Problem description: For the listing below, print exactly the lines from the line with "pub fn query_value(&self, key: &str)" to the line with "#[derive(Debug)]", both included, and nothing beyond them.

Source data:

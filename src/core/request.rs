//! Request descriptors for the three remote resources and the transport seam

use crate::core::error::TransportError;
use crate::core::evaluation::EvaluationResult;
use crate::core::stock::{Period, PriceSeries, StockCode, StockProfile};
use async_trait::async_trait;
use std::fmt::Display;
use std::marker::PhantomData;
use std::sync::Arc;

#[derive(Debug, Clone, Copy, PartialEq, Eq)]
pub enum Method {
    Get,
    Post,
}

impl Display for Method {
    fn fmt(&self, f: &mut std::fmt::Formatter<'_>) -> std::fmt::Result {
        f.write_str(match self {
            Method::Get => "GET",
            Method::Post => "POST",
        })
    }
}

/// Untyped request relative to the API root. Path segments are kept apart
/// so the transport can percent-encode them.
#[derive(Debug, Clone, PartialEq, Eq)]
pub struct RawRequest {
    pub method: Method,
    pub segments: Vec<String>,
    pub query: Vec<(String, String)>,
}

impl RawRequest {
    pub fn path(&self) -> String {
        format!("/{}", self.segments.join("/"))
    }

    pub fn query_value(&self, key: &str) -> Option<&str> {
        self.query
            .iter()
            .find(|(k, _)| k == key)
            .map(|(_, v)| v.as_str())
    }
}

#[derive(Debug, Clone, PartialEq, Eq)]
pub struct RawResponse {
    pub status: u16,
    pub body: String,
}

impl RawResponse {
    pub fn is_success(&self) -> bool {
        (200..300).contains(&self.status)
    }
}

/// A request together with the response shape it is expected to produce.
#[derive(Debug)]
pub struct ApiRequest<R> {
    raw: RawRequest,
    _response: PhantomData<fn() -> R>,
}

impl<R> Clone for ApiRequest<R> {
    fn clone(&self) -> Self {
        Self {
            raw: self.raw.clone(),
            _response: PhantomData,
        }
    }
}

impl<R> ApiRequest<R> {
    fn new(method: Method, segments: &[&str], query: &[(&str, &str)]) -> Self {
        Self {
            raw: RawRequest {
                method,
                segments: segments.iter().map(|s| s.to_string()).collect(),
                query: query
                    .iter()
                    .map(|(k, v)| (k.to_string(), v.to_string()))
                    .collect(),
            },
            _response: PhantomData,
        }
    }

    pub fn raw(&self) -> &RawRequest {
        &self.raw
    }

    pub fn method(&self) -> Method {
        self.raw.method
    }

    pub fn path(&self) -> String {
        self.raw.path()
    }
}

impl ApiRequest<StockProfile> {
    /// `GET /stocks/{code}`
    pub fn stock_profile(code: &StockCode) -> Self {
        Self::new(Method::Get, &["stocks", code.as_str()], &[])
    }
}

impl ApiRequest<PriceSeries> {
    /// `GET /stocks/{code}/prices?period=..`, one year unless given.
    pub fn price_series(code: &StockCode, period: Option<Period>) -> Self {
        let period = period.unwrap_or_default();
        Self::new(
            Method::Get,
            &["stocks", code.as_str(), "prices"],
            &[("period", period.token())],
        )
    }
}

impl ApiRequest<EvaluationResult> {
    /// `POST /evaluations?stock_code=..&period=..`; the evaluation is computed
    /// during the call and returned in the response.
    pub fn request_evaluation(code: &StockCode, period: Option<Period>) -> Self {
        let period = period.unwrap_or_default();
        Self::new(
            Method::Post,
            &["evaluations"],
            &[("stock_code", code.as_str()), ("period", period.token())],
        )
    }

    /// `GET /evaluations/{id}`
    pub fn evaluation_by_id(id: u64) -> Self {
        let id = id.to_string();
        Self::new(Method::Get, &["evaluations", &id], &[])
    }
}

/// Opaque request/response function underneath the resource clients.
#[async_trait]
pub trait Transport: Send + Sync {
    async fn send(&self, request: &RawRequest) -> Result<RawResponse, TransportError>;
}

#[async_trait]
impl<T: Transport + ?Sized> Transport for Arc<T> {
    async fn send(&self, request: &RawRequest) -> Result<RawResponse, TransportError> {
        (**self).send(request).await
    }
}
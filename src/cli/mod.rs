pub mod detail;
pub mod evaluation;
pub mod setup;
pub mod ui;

Task output:
    pub fn query_value(&self, key: &str) -> Option<&str> {
        self.query
            .iter()
            .find(|(k, _)| k == key)
            .map(|(_, v)| v.as_str())
    }
}

#[derive(Debug, Clone, PartialEq, Eq)]
pub struct RawResponse {
    pub status: u16,
    pub body: String,
}

impl RawResponse {
    pub fn is_success(&self) -> bool {
        (200..300).contains(&self.status)
    }
}

/// A request together with the response shape it is expected to produce.
#[derive(Debug)]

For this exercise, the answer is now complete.